В кои-то веки Фрида избежала бесконечного диалектического попугайства коллеги-сухаря — помпезных оправданий трусливого бездействия компартии и слепого подчинения прихотям Сталина.

За дверью раздался шум.

Грохот, злобные голоса. Истошный вопль. Потом дверь распахнулась и на пороге возникли они. Немыслимо, невообразимо. В ее кабинете.

В один миг святилище заботы, где десять лет изо дня в день трудилась Фрида, было изгажено, осквернено.

Захвачено. Поругано.

На пороге стояли трое. В коричневой форме и черных сапогах.

Штурмовики.

Много раз Фрида видела их на уличных углах, где они гремели жестянками, собирая деньги, и облаивали тех, кто ничего не давал. Злые задиры с тупыми лицами корчили из себя несчастных жертв и одновременно сверхчеловеков. Фрида уже приучилась избегать их взглядов и миновать рысцой.

И вот — невозможное свершилось.

Они в ее кабинете, перед ее столом. Победоносные красные рожи, большие пальцы зацеплены за кожаные ремни. Ноги широко расставлены, животы выпячены — так важно и вызывающе, что смахивает на клоунаду.

Однако, вопреки своему чванству, на секунду пришельцы замялись, будто и сами осознали нелепость ситуации. Поняли грубую неуместность своего присутствия в маленькой комнате, где миниатюрные весы и всякие инструменты, на стенах анатомические схемы и плакаты, призывающие пользоваться презервативами для контроля рождаемости и предупреждения дурных болезней. Где за столом маленькая докторша заполняет карточку.

Они были ужасно чужеродны. Как танк в палисаднике.

— Здесь больница! — выкрикнул Мейер. — Тут исцеляют!

Фрида оценила, что он нашел в себе силы заговорить, хотя голос выдал его дикий страх.

— Бойкот начнется только завтра. Кроме того, он добровольный. Вам тут нечего делать. Я вызову полицию.

Слова его разрушили чары, но весьма неожиданно. Штурмовики загоготали, будто смешной анекдот помог им преодолеть неловкость.

— Мы и есть полиция, герр доктор, — известил вожак.

Фрида встала.

— Что со мной будет? — спросила она. — Убьете?

— Пока ничего не будет, — ответил вожак. — Вам дозволяется уйти.

— Дозволяется уйти из собственного кабинета?

— Именно так.
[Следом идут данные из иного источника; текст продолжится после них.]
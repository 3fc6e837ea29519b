// src/routes.rs
use std::convert::Infallible;
use log::{error, info, warn};
use warp::http::StatusCode;
use warp::reject::Rejection;
use warp::{Filter, Reply};

use crate::handlers::analysis::{analyze_property, get_property_analyses, AnalyzeRequest};
use crate::handlers::error::ApiError;
use crate::handlers::properties::{create_property, delete_property, get_property, list_properties, ListQuery};
use crate::handlers::{health, AppState};
use crate::models::PropertyInput;

const MAX_BODY_BYTES: u64 = 64 * 1024;

fn error_reply(message: &str, code: StatusCode) -> warp::reply::WithStatus<warp::reply::Json> {
    warp::reply::with_status(
        warp::reply::json(&serde_json::json!({
            "success": false,
            "error": message,
        })),
        code,
    )
}

// Turns rejections, ours and warp's, into JSON error responses
pub async fn handle_rejection(err: Rejection) -> Result<impl Reply, Infallible> {
    let code;
    let message;

    if let Some(api_error) = err.find::<ApiError>() {
        code = api_error.status();
        message = api_error.message.clone();
    } else if err.is_not_found() {
        code = StatusCode::NOT_FOUND;
        message = "Endpoint not found".to_string();
    } else if let Some(e) = err.find::<warp::filters::body::BodyDeserializeError>() {
        warn!("Rejected request body: {}", e);
        code = StatusCode::BAD_REQUEST;
        message = format!("Invalid request body: {}", e);
    } else if let Some(e) = err.find::<warp::reject::InvalidQuery>() {
        code = StatusCode::BAD_REQUEST;
        message = e.to_string();
    } else if err.find::<warp::reject::PayloadTooLarge>().is_some() {
        code = StatusCode::PAYLOAD_TOO_LARGE;
        message = "Request body too large".to_string();
    } else if err.find::<warp::reject::UnsupportedMediaType>().is_some() {
        code = StatusCode::UNSUPPORTED_MEDIA_TYPE;
        message = "Expected a JSON request body".to_string();
    } else if err.find::<warp::reject::MethodNotAllowed>().is_some() {
        code = StatusCode::METHOD_NOT_ALLOWED;
        message = "Method not allowed".to_string();
    } else {
        error!("Unhandled rejection: {:?}", err);
        code = StatusCode::INTERNAL_SERVER_ERROR;
        message = "Internal server error".to_string();
    }

    Ok(error_reply(&message, code))
}

fn json_body<T>() -> impl Filter<Extract = (T,), Error = Rejection> + Clone
where
    T: serde::de::DeserializeOwned + Send,
{
    warp::body::content_length_limit(MAX_BODY_BYTES).and(warp::body::json())
}

pub fn routes(state: AppState) -> impl Filter<Extract = impl Reply, Error = Infallible> + Clone {
    info!("Configuring routes...");

    let state_filter = warp::any().map(move || state.clone());

    let health_route = warp::path::end()
        .and(warp::get())
        .and(state_filter.clone())
        .and_then(health);

    let create_property_route = warp::path!("api" / "properties")
        .and(warp::post())
        .and(state_filter.clone())
        .and(json_body::<PropertyInput>())
        .and_then(create_property);

    let list_properties_route = warp::path!("api" / "properties")
        .and(warp::get())
        .and(warp::query::<ListQuery>())
        .and(state_filter.clone())
        .and_then(list_properties);

    let get_property_route = warp::path!("api" / "properties" / String)
        .and(warp::get())
        .and(state_filter.clone())
        .and_then(get_property);

    let delete_property_route = warp::path!("api" / "properties" / String)
        .and(warp::delete())
        .and(state_filter.clone())
        .and_then(delete_property);

    let property_analyses_route = warp::path!("api" / "properties" / String / "analyses")
        .and(warp::get())
        .and(state_filter.clone())
        .and_then(get_property_analyses);

    let analyze_route = warp::path!("api" / "analyze")
        .and(warp::post())
        .and(state_filter.clone())
        .and(json_body::<AnalyzeRequest>())
        .and_then(analyze_property);

    info!("All routes configured successfully.");

    health_route
        .or(create_property_route)
        .or(list_properties_route)
        .or(get_property_route)
        .or(delete_property_route)
        .or(property_analyses_route)
        .or(analyze_route)
        .recover(handle_rejection)
}
// src/services/report.rs
use serde::Serialize;
use crate::models::PropertyAnalysis;

#[derive(Debug, Clone, PartialEq, Serialize)]
pub struct AnalysisReport {
    pub summary: SummarySection,
    pub returns: ReturnsSection,
    pub purchase_breakdown: PurchaseBreakdown,
    pub monthly_breakdown: MonthlyBreakdown,
    pub long_term: LongTermSection,
}

#[derive(Debug, Clone, PartialEq, Serialize)]
pub struct SummarySection {
    pub purchase_price: String,
    pub total_cash_needed: String,
    pub monthly_cash_flow: String,
    pub annual_cash_flow: String,
}

#[derive(Debug, Clone, PartialEq, Serialize)]
pub struct ReturnsSection {
    pub cash_on_cash_return: String,
    pub cap_rate: String,
    pub annual_roi: String,
}

#[derive(Debug, Clone, PartialEq, Serialize)]
pub struct PurchaseBreakdown {
    pub purchase_price: String,
    pub down_payment: String,
    pub loan_amount: String,
    pub closing_costs: String,
}

#[derive(Debug, Clone, PartialEq, Serialize)]
pub struct MonthlyBreakdown {
    pub rental_income: String,
    pub expenses: String,
    pub mortgage_payment: String,
    pub net_cash_flow: String,
}

#[derive(Debug, Clone, PartialEq, Serialize)]
pub struct LongTermSection {
    pub total_profit: String,
    pub total_equity: String,
}

const NOT_AVAILABLE: &str = "N/A";

/// Renders a dollar amount as `$1,234,567.89`. Negative amounts keep the
/// sign after the symbol: `$-1,234.50`. NaN and infinities render as `N/A`.
pub fn format_currency(value: f64) -> String {
    if !value.is_finite() {
        return NOT_AVAILABLE.to_string();
    }
    let fixed = format!("{:.2}", value);
    let (sign, digits) = match fixed.strip_prefix('-') {
        Some(rest) => ("-", rest),
        None => ("", fixed.as_str()),
    };
    let (whole, cents) = digits.split_once('.').unwrap_or((digits, "00"));

    let mut grouped = String::with_capacity(whole.len() + whole.len() / 3);
    for (i, ch) in whole.chars().enumerate() {
        if i > 0 && (whole.len() - i) % 3 == 0 {
            grouped.push(',');
        }
        grouped.push(ch);
    }

    format!("${}{}.{}", sign, grouped, cents)
}

pub fn format_percentage(value: f64) -> String {
    if !value.is_finite() {
        return NOT_AVAILABLE.to_string();
    }
    format!("{:.2}%", value)
}

pub fn generate_analysis_report(analysis: &PropertyAnalysis) -> AnalysisReport {
    AnalysisReport {
        summary: SummarySection {
            purchase_price: format_currency(analysis.purchase_price),
            total_cash_needed: format_currency(analysis.total_cash_needed),
            monthly_cash_flow: format_currency(analysis.monthly_cash_flow),
            annual_cash_flow: format_currency(analysis.annual_cash_flow),
        },
        returns: ReturnsSection {
            cash_on_cash_return: format_percentage(analysis.cash_on_cash_return),
            cap_rate: format_percentage(analysis.cap_rate),
            annual_roi: format_percentage(analysis.annual_roi),
        },
        purchase_breakdown: PurchaseBreakdown {
            purchase_price: format_currency(analysis.purchase_price),
            down_payment: format_currency(analysis.down_payment),
            loan_amount: format_currency(analysis.loan_amount),
            closing_costs: format_currency(analysis.closing_costs),
        },
        monthly_breakdown: MonthlyBreakdown {
            rental_income: format_currency(analysis.monthly_rental_income),
            expenses: format_currency(analysis.monthly_expenses),
            mortgage_payment: format_currency(analysis.monthly_mortgage_payment),
            net_cash_flow: format_currency(analysis.monthly_cash_flow),
        },
        long_term: LongTermSection {
            total_profit: format_currency(analysis.total_profit),
            total_equity: format_currency(analysis.total_equity),
        },
    }
}

#[cfg(test)]
mod tests {
    use super::*;
    use crate::models::{FinancialAssumptions, Property, PropertyType};
    use crate::services::analyzer::calculate_property_analysis;

    fn sample_report() -> AnalysisReport {
        let property = Property {
            address: "123 Main St".to_string(),
            city: "San Francisco".to_string(),
            state: "CA".to_string(),
            zip_code: "94102".to_string(),
            purchase_price: 500_000.0,
            property_type: PropertyType::SingleFamily,
            bedrooms: 3,
            bathrooms: 2.0,
            square_feet: 1500,
            year_built: 2000,
            lot_size: None,
            listing_url: None,
            mls_number: None,
            property_id: None,
            created_at: None,
            updated_at: None,
        };
        let assumptions = FinancialAssumptions {
            monthly_rent: 3000.0,
            property_tax_annual: 5000.0,
            insurance_annual: 1200.0,
            ..Default::default()
        };
        generate_analysis_report(&calculate_property_analysis(&property, &assumptions))
    }

    fn has_two_decimals(text: &str) -> bool {
        text.rsplit_once('.')
            .map(|(_, cents)| cents.len() == 2 && cents.chars().all(|c| c.is_ascii_digit()))
            .unwrap_or(false)
    }

    #[test]
    fn currency_grouping() {
        assert_eq!(format_currency(0.0), "$0.00");
        assert_eq!(format_currency(999.5), "$999.50");
        assert_eq!(format_currency(1000.0), "$1,000.00");
        assert_eq!(format_currency(500_000.0), "$500,000.00");
        assert_eq!(format_currency(1_234_567.891), "$1,234,567.89");
        assert_eq!(format_currency(-927.8), "$-927.80");
        assert_eq!(format_currency(-11_133.6), "$-11,133.60");
    }

    #[test]
    fn percentage_format() {
        assert_eq!(format_percentage(5.678), "5.68%");
        assert_eq!(format_percentage(-9.1), "-9.10%");
        assert_eq!(format_percentage(0.0), "0.00%");
    }

    #[test]
    fn non_finite_values_are_not_available() {
        assert_eq!(format_currency(f64::NAN), "N/A");
        assert_eq!(format_currency(f64::INFINITY), "N/A");
        assert_eq!(format_currency(f64::NEG_INFINITY), "N/A");
        assert_eq!(format_percentage(f64::NAN), "N/A");
        assert_eq!(format_percentage(f64::INFINITY), "N/A");
    }

    #[test]
    fn report_sections_are_formatted() {
        let report = sample_report();

        assert_eq!(report.summary.purchase_price, "$500,000.00");
        assert_eq!(report.purchase_breakdown.down_payment, "$100,000.00");
        assert_eq!(report.purchase_breakdown.closing_costs, "$15,000.00");
        assert_eq!(report.summary.total_cash_needed, "$115,000.00");

        let currencies = [
            &report.summary.purchase_price,
            &report.summary.total_cash_needed,
            &report.summary.monthly_cash_flow,
            &report.summary.annual_cash_flow,
            &report.purchase_breakdown.loan_amount,
            &report.monthly_breakdown.rental_income,
            &report.monthly_breakdown.expenses,
            &report.monthly_breakdown.mortgage_payment,
            &report.monthly_breakdown.net_cash_flow,
            &report.long_term.total_profit,
            &report.long_term.total_equity,
        ];
        for value in currencies {
            assert!(value.starts_with('$'), "{value}");
            assert!(has_two_decimals(value), "{value}");
        }

        for rate in [&report.returns.cap_rate, &report.returns.cash_on_cash_return, &report.returns.annual_roi] {
            assert!(rate.ends_with('%'), "{rate}");
        }
    }

    #[test]
    fn report_serializes_to_nested_sections() {
        let value = serde_json::to_value(sample_report()).unwrap();
        for section in ["summary", "returns", "purchase_breakdown", "monthly_breakdown", "long_term"] {
            assert!(value.get(section).is_some(), "missing {section}");
        }
        assert_eq!(value["monthly_breakdown"]["net_cash_flow"], value["summary"]["monthly_cash_flow"]);
    }
}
Валяйте домой. Мы пришли за ним.

Троица развернулась к Мейеру.

Лицо его мгновенно превратилось в маску смертельного ужаса. Он был абсолютно уверен, что пришли за Фридой.

— Ты член компартии, Мейер.

— Нет! То есть да, я был… — забормотал врач. — Но партия запрещена, и потому я больше не…

Мейер не договорил. От удара наотмашь дубинкой по лицу он без чувств рухнул на пол.

— Закиньте его в грузовик, — приказал главарь.

Оставляя кровавый след, штурмовики выволокли бесчувственного коммуниста.

— Хайль Гитлер! — Вожак щелкнул каблуками и вскинул руку в нацистском салюте.

Они ушли.

Фрида плюхнулась на стул. Сглотнула, боясь, что ее вырвет. Попыталась все осознать.

Адольф Гитлер, объект нелепого всеобщего салюта, пришел к власти два месяца назад.

И успел сделать так, что в больнице абсолютно невиновного беззащитного человека оглушают дубинкой и куда-то увозят. Причем безнаказанно, ибо такова государственная политика.

Всего за два месяца.

А Гитлер говорил, что его рейх просуществует тысячу лет.

На карточку капнули слезы. Запись о беременности фрау Шмидт расплылась синими разводами. Крохотная соленая дань океану горестей, уготованных миру.